*** Data for the task Section Begins ***

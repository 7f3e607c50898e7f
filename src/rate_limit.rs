//! Jittered fixed-delay pacing between mutating calls.
//!
//! [`RateLimiter::wait`] is the only backpressure in the crate. It keeps no call history and
//! each call samples its own delay. The sleep is not cancellation-aware; callers that need that
//! race it against their [`CancellationToken`] themselves.

// std
use std::time::Duration;
// crates.io
use rand::Rng;

/// Sleeps `base ± base * jitter`, uniformly distributed.
#[derive(Clone, Copy, Debug, PartialEq)]
pub struct RateLimiter {
	base: Duration,
	jitter: f64,
}
impl RateLimiter {
	/// Creates a limiter; `jitter` is clamped to `0.0..=1.0`.
	pub fn new(base: Duration, jitter: f64) -> Self {
		let jitter = if jitter.is_finite() { jitter.clamp(0.0, 1.0) } else { 0.0 };

		Self { base, jitter }
	}

	/// Limiter that never sleeps.
	pub const fn disabled() -> Self {
		Self { base: Duration::ZERO, jitter: 0.0 }
	}

	/// Base delay.
	pub fn base(&self) -> Duration {
		self.base
	}

	/// Jitter fraction.
	pub fn jitter(&self) -> f64 {
		self.jitter
	}

	/// Samples the next delay using `rng`.
	pub fn delay_with(&self, rng: &mut impl Rng) -> Duration {
		if self.base.is_zero() {
			return Duration::ZERO;
		}

		let base = self.base.as_secs_f64();
		let range = base * self.jitter;
		let offset = if range > 0.0 { rng.random_range(-range..=range) } else { 0.0 };

		Duration::from_secs_f64((base + offset).max(0.0))
	}

	/// Samples the next delay.
	pub fn delay(&self) -> Duration {
		self.delay_with(&mut rand::rng())
	}

	/// Sleeps for a freshly sampled delay; returns immediately when the base delay is zero.
	pub async fn wait(&self) {
		let delay = self.delay();

		if delay.is_zero() {
			return;
		}

		tracing::trace!(delay_ms = delay.as_millis() as u64, "rate limit: waiting");
		tokio::time::sleep(delay).await;
	}
}
impl Default for RateLimiter {
	fn default() -> Self {
		Self::disabled()
	}
}

#[cfg(test)]
mod tests {
	// std
	use std::time::Instant;
	// self
	use super::*;

	#[test]
	fn samples_stay_within_jitter_bounds() {
		let limiter = RateLimiter::new(Duration::from_millis(1_000), 0.5);
		let mut rng = rand::rng();

		for _ in 0..1_000 {
			let delay = limiter.delay_with(&mut rng);

			assert!(delay >= Duration::from_millis(500), "{delay:?} is below the lower bound");
			assert!(delay <= Duration::from_millis(1_500), "{delay:?} is above the upper bound");
		}
	}

	#[test]
	fn jitter_is_clamped() {
		assert_eq!(RateLimiter::new(Duration::from_secs(1), 3.0).jitter(), 1.0);
		assert_eq!(RateLimiter::new(Duration::from_secs(1), -1.0).jitter(), 0.0);
		assert_eq!(RateLimiter::new(Duration::from_secs(1), f64::NAN).jitter(), 0.0);
		assert_eq!(
			RateLimiter::new(Duration::from_millis(250), 0.0).delay(),
			Duration::from_millis(250)
		);
	}

	#[tokio::test]
	async fn zero_base_returns_immediately() {
		for jitter in [0.0, 0.5, 1.0] {
			let limiter = RateLimiter::new(Duration::ZERO, jitter);
			let started = Instant::now();

			limiter.wait().await;

			assert!(started.elapsed() < Duration::from_millis(50));
		}
	}

	#[tokio::test(start_paused = true)]
	async fn wait_sleeps_for_sampled_delay() {
		let limiter = RateLimiter::new(Duration::from_millis(200), 0.0);
		let started = tokio::time::Instant::now();

		limiter.wait().await;

		assert!(started.elapsed() >= Duration::from_millis(200));
	}
}
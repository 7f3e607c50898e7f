// crates.io
use reqwest::{
	Request,
	header::{HeaderMap, HeaderName, HeaderValue, USER_AGENT},
};
// self
use crate::{
	_prelude::*,
	error::ConfigError,
	http::{Middleware, Next, TransportFuture},
};

/// Applies a fixed user agent and static headers to every request.
///
/// Values set here replace per-call values for the same header.
#[derive(Clone, Debug)]
pub struct StaticHeaders {
	headers: HeaderMap,
}
impl StaticHeaders {
	/// Validates and stores the headers; an empty `user_agent` leaves the request's own.
	pub fn new(user_agent: Option<&str>, headers: &[(String, String)]) -> Result<Self, ConfigError> {
		let mut map = HeaderMap::with_capacity(headers.len() + 1);

		if let Some(user_agent) = user_agent.filter(|value| !value.is_empty()) {
			map.insert(USER_AGENT, encode_value(USER_AGENT.as_str(), user_agent)?);
		}

		for (name, value) in headers {
			let header = HeaderName::from_bytes(name.as_bytes())
				.map_err(|_| ConfigError::InvalidHeader { name: name.clone() })?;

			map.insert(header, encode_value(name, value)?);
		}

		Ok(Self { headers: map })
	}

	/// Headers applied by this stage.
	pub fn headers(&self) -> &HeaderMap {
		&self.headers
	}

	/// Writes the static headers into `target`, replacing existing values.
	pub fn apply(&self, target: &mut HeaderMap) {
		for (name, value) in &self.headers {
			target.insert(name.clone(), value.clone());
		}
	}
}
impl Middleware for StaticHeaders {
	fn handle<'a>(&'a self, mut request: Request, next: Next<'a>) -> TransportFuture<'a> {
		self.apply(request.headers_mut());

		next.run(request)
	}
}

fn encode_value(name: &str, value: &str) -> Result<HeaderValue, ConfigError> {
	HeaderValue::from_str(value).map_err(|_| ConfigError::InvalidHeader { name: name.to_owned() })
}

#[cfg(test)]
mod tests {
	// self
	use super::*;

	#[test]
	fn static_values_replace_per_call_values() {
		let stage = StaticHeaders::new(
			Some("okhttp/4.12.0"),
			&[("platform".into(), "android".into())],
		)
		.expect("Headers should be valid.");
		let mut target = HeaderMap::new();

		target.insert(USER_AGENT, HeaderValue::from_static("curl/8"));
		target.insert("platform", HeaderValue::from_static("ios"));
		target.insert("storeid", HeaderValue::from_static("1234"));
		stage.apply(&mut target);

		assert_eq!(target[USER_AGENT], "okhttp/4.12.0");
		assert_eq!(target["platform"], "android");
		assert_eq!(target["storeid"], "1234");
	}

	#[test]
	fn invalid_headers_are_rejected() {
		let err = StaticHeaders::new(None, &[("bad header".into(), "x".into())])
			.expect_err("Spaces are not allowed in header names.");

		assert!(matches!(err, ConfigError::InvalidHeader { name } if name == "bad header"));

		let err = StaticHeaders::new(Some("line\nbreak"), &[])
			.expect_err("Control characters are not allowed in header values.");

		assert!(matches!(err, ConfigError::InvalidHeader { .. }));
	}
}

*** Data for the task Section Ends ***

### What the task asks
Where the word "struct" shows up in a line of the entries above, count that line; the answer is the total alone.

### Solution to the exercise
2